During my long term relationship is when all those dating/swipe apps (don’t want to name names, but you can make your assumptions and know you’re right) came out. I came out into a whole new world that I had no idea how to navigate in… and still don’t. I had friends teaching me how to use the apps and telling me what I should do and say and none of it felt very good and obviously hasn’t worked out so far.
I’ve probably deleted and re-downloaded the app about 9 times in the last 3 years. I try it, I go on a few dates, feel like shit, and then I delete it again. It feels like what it was like dating right after graduating from high school- where no one cares about anyone else, but themselves and their desires. Why would I not just keep off it? Well, I’m not exactly comfortable going to a bar or something alone and trying to start up a conversation with a stranger and think that could possibly go well. I don’t want to give up.

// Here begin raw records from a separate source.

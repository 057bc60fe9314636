// Copyright 2025 HyperZoekt Project
//
// Licensed under the Apache License, Version 2.0 (the "License");
// you may not use this file except in compliance with the License.
// You may obtain a copy of the License at
//
//     http://www.apache.org/licenses/LICENSE-2.0
//
// Unless required by applicable law or agreed to in writing, software
// distributed under the License is distributed on an "AS IS" BASIS,
// WITHOUT WARRANTIES OR CONDITIONS OF ANY KIND, either express or implied.
// See the License for the specific language governing permissions and
// limitations under the License.

mod common;

use common::{repo, FakeShard};
use std::collections::BTreeSet;
use std::sync::Arc;
use zoekt_shards::{select_repo_set, BranchRepos, Query, RankedShard, Repository};

fn ranked(name: &str, repos: Vec<Repository>) -> Arc<RankedShard> {
    Arc::new(RankedShard::new(name, FakeShard::new(name, repos).boxed()).unwrap())
}

fn names(shards: &[Arc<RankedShard>]) -> Vec<&str> {
    shards.iter().map(|s| s.name()).collect()
}

fn content() -> Query {
    Query::substring("needle")
}

fn with_branches(mut r: Repository, branches: &[&str]) -> Repository {
    r.branches = branches
        .iter()
        .map(|b| zoekt_shards::RepositoryBranch {
            name: b.to_string(),
            version: "v1".to_string(),
        })
        .collect();
    r
}

#[test]
fn partial_match_keeps_predicate() {
    let shards = vec![
        ranked("A", vec![repo(1, "repoX", 0.0), repo(2, "repoY", 0.0)]),
        ranked("B", vec![repo(3, "repoZ", 0.0)]),
        ranked("C", vec![repo(4, "repoX", 0.0)]),
    ];
    let q = Query::and(vec![Query::repo_set(["repoX"]), content()]);

    let (selected, rewritten) = select_repo_set(&shards, &q);
    assert_eq!(names(&selected), vec!["A", "C"]);
    // Shard A also holds repoY, so the predicate still discriminates.
    assert_eq!(rewritten, q);
}

#[test]
fn full_match_drops_predicate() {
    let shards = vec![
        ranked("A", vec![repo(1, "repoX", 0.0)]),
        ranked("B", vec![repo(2, "repoY", 0.0)]),
    ];
    let q = Query::and(vec![Query::repo_set(["repoX"]), content()]);

    let (selected, rewritten) = select_repo_set(&shards, &q);
    assert_eq!(names(&selected), vec!["A"]);
    assert_eq!(rewritten, content());
}

#[test]
fn no_match_selects_nothing() {
    let shards = vec![ranked("A", vec![repo(1, "repoX", 0.0)])];
    let q = Query::and(vec![Query::repo_set(["missing"]), content()]);

    let (selected, rewritten) = select_repo_set(&shards, &q);
    assert!(selected.is_empty());
    assert_eq!(rewritten, q);
}

#[test]
fn repo_ids_and_regex_predicates() {
    let shards = vec![
        ranked("A", vec![repo(1, "github.com/a/one", 0.0)]),
        ranked("B", vec![repo(2, "gitlab.com/b/two", 0.0)]),
    ];

    let q = Query::and(vec![Query::repo_ids([2]), content()]);
    let (selected, rewritten) = select_repo_set(&shards, &q);
    assert_eq!(names(&selected), vec!["B"]);
    assert_eq!(rewritten, content());

    let q = Query::and(vec![Query::repo("^github\\.com/").unwrap(), content()]);
    let (selected, rewritten) = select_repo_set(&shards, &q);
    assert_eq!(names(&selected), vec!["A"]);
    assert_eq!(rewritten, content());
}

#[test]
fn only_first_predicate_is_consulted() {
    let shards = vec![
        ranked("A", vec![repo(1, "x", 0.0)]),
        ranked("B", vec![repo(2, "y", 0.0)]),
    ];
    let q = Query::and(vec![
        Query::repo_set(["x", "y"]),
        Query::repo_ids([2]),
        content(),
    ]);

    let (selected, rewritten) = select_repo_set(&shards, &q);
    // The id predicate would prune A but is never looked at.
    assert_eq!(names(&selected), vec!["A", "B"]);
    assert_eq!(
        rewritten,
        Query::and(vec![Query::repo_ids([2]), content()])
    );
}

#[test]
fn single_branch_becomes_branch_query() {
    let shards = vec![
        ranked("A", vec![with_branches(repo(1, "x", 0.0), &["main"])]),
        ranked("B", vec![with_branches(repo(2, "y", 0.0), &["main"])]),
    ];
    let q = Query::and(vec![
        Query::BranchesRepos(vec![BranchRepos {
            branch: "main".to_string(),
            repos: BTreeSet::from([1]),
        }]),
        content(),
    ]);

    let (selected, rewritten) = select_repo_set(&shards, &q);
    assert_eq!(names(&selected), vec!["A"]);
    assert_eq!(
        rewritten,
        Query::and(vec![
            Query::Branch {
                pattern: "main".to_string(),
                exact: true,
            },
            content(),
        ])
    );
}

#[test]
fn several_branches_keep_predicate() {
    let shards = vec![
        ranked("A", vec![repo(1, "x", 0.0)]),
        ranked("B", vec![repo(2, "y", 0.0)]),
    ];
    let q = Query::and(vec![
        Query::BranchesRepos(vec![
            BranchRepos {
                branch: "main".to_string(),
                repos: BTreeSet::from([1]),
            },
            BranchRepos {
                branch: "dev".to_string(),
                repos: BTreeSet::from([2]),
            },
        ]),
        content(),
    ]);

    let (selected, rewritten) = select_repo_set(&shards, &q);
    assert_eq!(names(&selected), vec!["A", "B"]);
    assert_eq!(rewritten, q);
}

#[test]
fn bare_predicate_is_wrapped() {
    let shards = vec![
        ranked("A", vec![repo(1, "x", 0.0)]),
        ranked("B", vec![repo(2, "y", 0.0)]),
    ];

    let (selected, rewritten) = select_repo_set(&shards, &Query::repo_set(["y"]));
    assert_eq!(names(&selected), vec!["B"]);
    assert_eq!(rewritten, Query::Const(true));
}

#[test]
fn shards_without_metadata_are_excluded() {
    let shards = vec![ranked("A", vec![repo(1, "x", 0.0)]), ranked("empty", vec![])];
    let q = Query::and(vec![Query::repo_set(["x"]), content()]);

    let (selected, _) = select_repo_set(&shards, &q);
    assert_eq!(names(&selected), vec!["A"]);
}

#[test]
fn no_predicate_keeps_everything() {
    let shards = vec![
        ranked("A", vec![repo(1, "x", 0.0)]),
        ranked("empty", vec![]),
    ];

    let (selected, rewritten) = select_repo_set(&shards, &content());
    assert_eq!(names(&selected), vec!["A", "empty"]);
    assert_eq!(rewritten, content());
}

The thing that has upset me the most is that, I can be fully honest and say what I want and STILL people take advantage and say they want the same thing, but then it turns out they don’t. I’ve gotten the ol’ “I’ve been thinking about it a lot and I just don’t think I’m ready for anything serious right now” bit so many times. It’s ridiculous. Every time it happens, I feel just a little bit more like something is wrong with me. It’s like an insecurity time bomb that this whole system is just adding power to.
I know I’m not alone in this and it’s not just females feeling it. The worst part is that I don’t really know what solution there is so I just delete it for a few months then go back on and then delete again for months. I keep hoping for the best, but I’m really exhausted of going around this circle over and over again. It’s painful and, to be frank, it fucking sucks.